-- Opening Marker --

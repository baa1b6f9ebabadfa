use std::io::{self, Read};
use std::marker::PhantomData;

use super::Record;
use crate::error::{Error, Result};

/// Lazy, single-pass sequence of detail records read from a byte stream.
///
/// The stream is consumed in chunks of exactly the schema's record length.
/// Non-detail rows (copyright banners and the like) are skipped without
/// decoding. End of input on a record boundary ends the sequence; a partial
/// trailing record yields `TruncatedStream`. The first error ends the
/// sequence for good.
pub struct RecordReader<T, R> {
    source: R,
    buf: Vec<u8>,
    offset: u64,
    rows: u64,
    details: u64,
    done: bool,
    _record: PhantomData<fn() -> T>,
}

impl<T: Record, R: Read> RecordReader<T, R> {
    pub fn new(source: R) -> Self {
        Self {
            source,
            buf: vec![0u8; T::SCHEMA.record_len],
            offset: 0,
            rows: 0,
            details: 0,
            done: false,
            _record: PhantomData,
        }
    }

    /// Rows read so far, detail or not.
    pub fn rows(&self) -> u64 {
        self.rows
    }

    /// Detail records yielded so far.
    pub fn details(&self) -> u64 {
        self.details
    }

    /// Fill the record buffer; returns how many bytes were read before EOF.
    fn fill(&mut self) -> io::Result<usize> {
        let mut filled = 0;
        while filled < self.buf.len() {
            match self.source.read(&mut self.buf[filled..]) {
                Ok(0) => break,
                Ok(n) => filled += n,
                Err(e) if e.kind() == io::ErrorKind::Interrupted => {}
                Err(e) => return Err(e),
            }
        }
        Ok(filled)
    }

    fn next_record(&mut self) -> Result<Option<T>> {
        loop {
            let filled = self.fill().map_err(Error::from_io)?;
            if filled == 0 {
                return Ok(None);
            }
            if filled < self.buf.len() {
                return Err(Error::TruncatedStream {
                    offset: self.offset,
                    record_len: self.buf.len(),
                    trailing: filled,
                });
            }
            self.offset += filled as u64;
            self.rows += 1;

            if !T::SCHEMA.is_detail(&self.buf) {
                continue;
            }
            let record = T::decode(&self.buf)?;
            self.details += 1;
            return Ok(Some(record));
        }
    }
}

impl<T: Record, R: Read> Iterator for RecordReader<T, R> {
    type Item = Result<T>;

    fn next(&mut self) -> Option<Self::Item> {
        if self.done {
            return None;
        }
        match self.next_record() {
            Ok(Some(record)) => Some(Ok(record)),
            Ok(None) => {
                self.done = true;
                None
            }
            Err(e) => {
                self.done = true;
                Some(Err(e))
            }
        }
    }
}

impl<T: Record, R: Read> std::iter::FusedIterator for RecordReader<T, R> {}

-- Closing Marker --
-- Opening Marker --

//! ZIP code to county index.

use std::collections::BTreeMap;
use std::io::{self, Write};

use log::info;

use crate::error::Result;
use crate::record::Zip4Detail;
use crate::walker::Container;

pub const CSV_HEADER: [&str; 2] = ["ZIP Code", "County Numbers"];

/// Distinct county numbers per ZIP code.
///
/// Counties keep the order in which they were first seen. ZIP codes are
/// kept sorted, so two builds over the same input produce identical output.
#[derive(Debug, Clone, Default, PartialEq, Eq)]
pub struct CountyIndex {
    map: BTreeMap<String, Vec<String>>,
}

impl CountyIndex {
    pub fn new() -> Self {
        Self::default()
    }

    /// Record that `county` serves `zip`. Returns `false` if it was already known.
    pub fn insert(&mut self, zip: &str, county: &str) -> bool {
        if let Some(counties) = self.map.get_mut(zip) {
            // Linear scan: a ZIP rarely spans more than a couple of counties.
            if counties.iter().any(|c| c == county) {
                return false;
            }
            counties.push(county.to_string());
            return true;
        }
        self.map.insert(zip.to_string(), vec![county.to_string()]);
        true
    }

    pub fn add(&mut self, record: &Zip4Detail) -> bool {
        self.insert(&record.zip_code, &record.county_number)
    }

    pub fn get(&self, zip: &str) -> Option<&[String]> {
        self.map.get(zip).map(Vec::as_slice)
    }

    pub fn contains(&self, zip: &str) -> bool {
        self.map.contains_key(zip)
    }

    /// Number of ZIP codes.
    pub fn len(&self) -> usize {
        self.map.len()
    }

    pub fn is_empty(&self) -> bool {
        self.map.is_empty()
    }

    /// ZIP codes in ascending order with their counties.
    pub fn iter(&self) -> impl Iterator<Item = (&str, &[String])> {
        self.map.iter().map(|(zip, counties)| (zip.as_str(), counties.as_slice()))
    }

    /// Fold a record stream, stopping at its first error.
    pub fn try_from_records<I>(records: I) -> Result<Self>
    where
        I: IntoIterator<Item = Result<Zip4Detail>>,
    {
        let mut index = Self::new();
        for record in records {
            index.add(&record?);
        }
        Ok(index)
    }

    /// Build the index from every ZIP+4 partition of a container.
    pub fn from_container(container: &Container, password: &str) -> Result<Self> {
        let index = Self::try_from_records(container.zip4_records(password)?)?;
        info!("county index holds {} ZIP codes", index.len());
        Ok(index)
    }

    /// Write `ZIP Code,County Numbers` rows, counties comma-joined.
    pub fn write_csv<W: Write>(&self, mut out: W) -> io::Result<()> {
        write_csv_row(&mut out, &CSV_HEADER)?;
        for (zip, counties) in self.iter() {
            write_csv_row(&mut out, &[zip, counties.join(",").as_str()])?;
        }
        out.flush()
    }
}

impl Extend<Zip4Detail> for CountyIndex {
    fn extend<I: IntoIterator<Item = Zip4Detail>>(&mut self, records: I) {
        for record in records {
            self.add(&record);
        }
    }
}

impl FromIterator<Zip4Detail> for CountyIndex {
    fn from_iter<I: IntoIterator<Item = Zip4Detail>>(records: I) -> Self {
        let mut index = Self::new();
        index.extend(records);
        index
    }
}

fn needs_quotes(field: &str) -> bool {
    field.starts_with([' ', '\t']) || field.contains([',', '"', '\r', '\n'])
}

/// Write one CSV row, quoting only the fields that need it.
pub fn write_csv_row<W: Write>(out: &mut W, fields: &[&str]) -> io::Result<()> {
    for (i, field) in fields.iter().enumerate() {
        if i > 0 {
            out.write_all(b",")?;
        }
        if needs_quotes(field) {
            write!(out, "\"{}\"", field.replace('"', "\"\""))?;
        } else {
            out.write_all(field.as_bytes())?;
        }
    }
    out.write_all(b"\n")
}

-- Closing Marker --
-- Opening Marker --

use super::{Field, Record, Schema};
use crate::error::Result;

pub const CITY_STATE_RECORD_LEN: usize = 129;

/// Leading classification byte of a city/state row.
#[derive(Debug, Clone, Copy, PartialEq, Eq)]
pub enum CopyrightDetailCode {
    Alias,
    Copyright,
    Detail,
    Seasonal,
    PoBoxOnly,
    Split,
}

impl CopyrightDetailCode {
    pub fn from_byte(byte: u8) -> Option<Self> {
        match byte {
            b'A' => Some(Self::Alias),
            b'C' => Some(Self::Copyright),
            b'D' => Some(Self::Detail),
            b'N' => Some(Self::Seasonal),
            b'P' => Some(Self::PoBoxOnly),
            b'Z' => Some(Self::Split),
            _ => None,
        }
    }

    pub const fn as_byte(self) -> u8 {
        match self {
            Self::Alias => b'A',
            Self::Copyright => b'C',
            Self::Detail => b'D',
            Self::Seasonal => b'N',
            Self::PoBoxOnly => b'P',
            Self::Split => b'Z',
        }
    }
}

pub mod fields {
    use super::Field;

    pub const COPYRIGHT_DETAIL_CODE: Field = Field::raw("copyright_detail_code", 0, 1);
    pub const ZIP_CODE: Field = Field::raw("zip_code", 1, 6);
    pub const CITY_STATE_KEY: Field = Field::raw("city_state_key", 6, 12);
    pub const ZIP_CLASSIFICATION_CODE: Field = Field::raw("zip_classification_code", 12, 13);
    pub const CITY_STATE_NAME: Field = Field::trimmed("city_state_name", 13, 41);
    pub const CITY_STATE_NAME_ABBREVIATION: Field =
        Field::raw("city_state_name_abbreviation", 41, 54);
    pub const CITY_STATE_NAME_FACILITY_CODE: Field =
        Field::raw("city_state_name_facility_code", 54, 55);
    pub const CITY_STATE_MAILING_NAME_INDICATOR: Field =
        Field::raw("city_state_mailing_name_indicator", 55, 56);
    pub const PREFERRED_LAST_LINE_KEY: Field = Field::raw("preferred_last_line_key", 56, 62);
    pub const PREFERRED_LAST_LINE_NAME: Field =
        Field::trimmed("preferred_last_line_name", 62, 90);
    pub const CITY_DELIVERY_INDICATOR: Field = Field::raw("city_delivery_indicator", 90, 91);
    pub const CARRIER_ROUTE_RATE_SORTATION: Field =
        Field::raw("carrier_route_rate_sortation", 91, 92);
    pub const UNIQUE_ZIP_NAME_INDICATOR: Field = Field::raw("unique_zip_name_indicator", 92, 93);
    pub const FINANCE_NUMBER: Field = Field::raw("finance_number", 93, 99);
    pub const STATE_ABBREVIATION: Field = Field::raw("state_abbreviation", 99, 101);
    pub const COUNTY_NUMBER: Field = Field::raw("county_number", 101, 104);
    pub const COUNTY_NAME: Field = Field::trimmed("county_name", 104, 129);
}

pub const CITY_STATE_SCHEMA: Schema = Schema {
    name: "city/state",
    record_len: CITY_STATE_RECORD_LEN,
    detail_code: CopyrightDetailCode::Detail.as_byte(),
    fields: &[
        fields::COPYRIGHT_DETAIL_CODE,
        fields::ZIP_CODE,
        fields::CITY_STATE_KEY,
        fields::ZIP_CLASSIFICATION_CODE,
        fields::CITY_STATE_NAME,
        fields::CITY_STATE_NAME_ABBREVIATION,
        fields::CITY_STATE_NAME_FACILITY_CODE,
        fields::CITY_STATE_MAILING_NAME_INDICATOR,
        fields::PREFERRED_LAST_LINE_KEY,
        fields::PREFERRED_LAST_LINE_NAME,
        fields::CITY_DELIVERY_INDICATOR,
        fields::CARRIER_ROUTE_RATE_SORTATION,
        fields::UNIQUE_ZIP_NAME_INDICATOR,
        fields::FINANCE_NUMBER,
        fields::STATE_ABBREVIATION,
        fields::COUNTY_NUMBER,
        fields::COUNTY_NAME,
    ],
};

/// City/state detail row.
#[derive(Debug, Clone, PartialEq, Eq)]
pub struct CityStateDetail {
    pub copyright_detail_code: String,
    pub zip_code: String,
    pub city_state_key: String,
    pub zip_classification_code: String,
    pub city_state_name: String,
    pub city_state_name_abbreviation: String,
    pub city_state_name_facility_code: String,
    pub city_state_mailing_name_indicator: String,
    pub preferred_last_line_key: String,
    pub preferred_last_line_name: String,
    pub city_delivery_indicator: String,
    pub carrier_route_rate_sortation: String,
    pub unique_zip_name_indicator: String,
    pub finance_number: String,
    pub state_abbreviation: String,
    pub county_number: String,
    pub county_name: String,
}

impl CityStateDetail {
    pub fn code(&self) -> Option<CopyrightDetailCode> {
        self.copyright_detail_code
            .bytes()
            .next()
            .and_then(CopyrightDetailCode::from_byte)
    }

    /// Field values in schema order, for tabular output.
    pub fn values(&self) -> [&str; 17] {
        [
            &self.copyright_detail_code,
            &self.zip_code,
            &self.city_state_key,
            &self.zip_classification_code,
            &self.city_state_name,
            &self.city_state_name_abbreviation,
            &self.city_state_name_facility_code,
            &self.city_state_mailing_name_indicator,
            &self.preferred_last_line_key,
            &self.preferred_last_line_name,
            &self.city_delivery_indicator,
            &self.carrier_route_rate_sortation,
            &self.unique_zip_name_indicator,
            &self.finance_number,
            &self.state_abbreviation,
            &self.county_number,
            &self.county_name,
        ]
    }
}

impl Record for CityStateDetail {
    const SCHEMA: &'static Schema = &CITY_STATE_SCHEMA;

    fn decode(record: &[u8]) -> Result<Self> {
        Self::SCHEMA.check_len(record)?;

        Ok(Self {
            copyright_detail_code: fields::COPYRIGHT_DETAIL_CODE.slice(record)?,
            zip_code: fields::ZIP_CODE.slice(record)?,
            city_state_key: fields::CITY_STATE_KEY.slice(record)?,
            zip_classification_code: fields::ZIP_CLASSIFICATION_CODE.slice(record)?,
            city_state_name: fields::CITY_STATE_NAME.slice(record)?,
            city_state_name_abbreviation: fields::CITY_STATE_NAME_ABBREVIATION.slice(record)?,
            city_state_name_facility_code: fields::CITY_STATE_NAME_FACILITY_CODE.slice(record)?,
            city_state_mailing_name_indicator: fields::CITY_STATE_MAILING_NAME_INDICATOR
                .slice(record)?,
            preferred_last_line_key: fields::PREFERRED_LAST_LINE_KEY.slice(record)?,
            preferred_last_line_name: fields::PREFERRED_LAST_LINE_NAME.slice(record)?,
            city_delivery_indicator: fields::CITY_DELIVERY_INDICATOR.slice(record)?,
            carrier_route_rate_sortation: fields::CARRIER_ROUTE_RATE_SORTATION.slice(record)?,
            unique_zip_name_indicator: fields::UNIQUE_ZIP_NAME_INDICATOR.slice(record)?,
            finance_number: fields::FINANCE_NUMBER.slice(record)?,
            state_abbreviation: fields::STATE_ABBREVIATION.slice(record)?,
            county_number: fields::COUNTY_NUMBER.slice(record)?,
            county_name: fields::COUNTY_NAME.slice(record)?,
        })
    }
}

-- Closing Marker --

● **Task prompt**: Go line by line through the records above and copy each one containing "RecordReader".

● **The completed task**:
pub struct RecordReader<T, R> {
impl<T: Record, R: Read> RecordReader<T, R> {
impl<T: Record, R: Read> Iterator for RecordReader<T, R> {
impl<T: Record, R: Read> std::iter::FusedIterator for RecordReader<T, R> {}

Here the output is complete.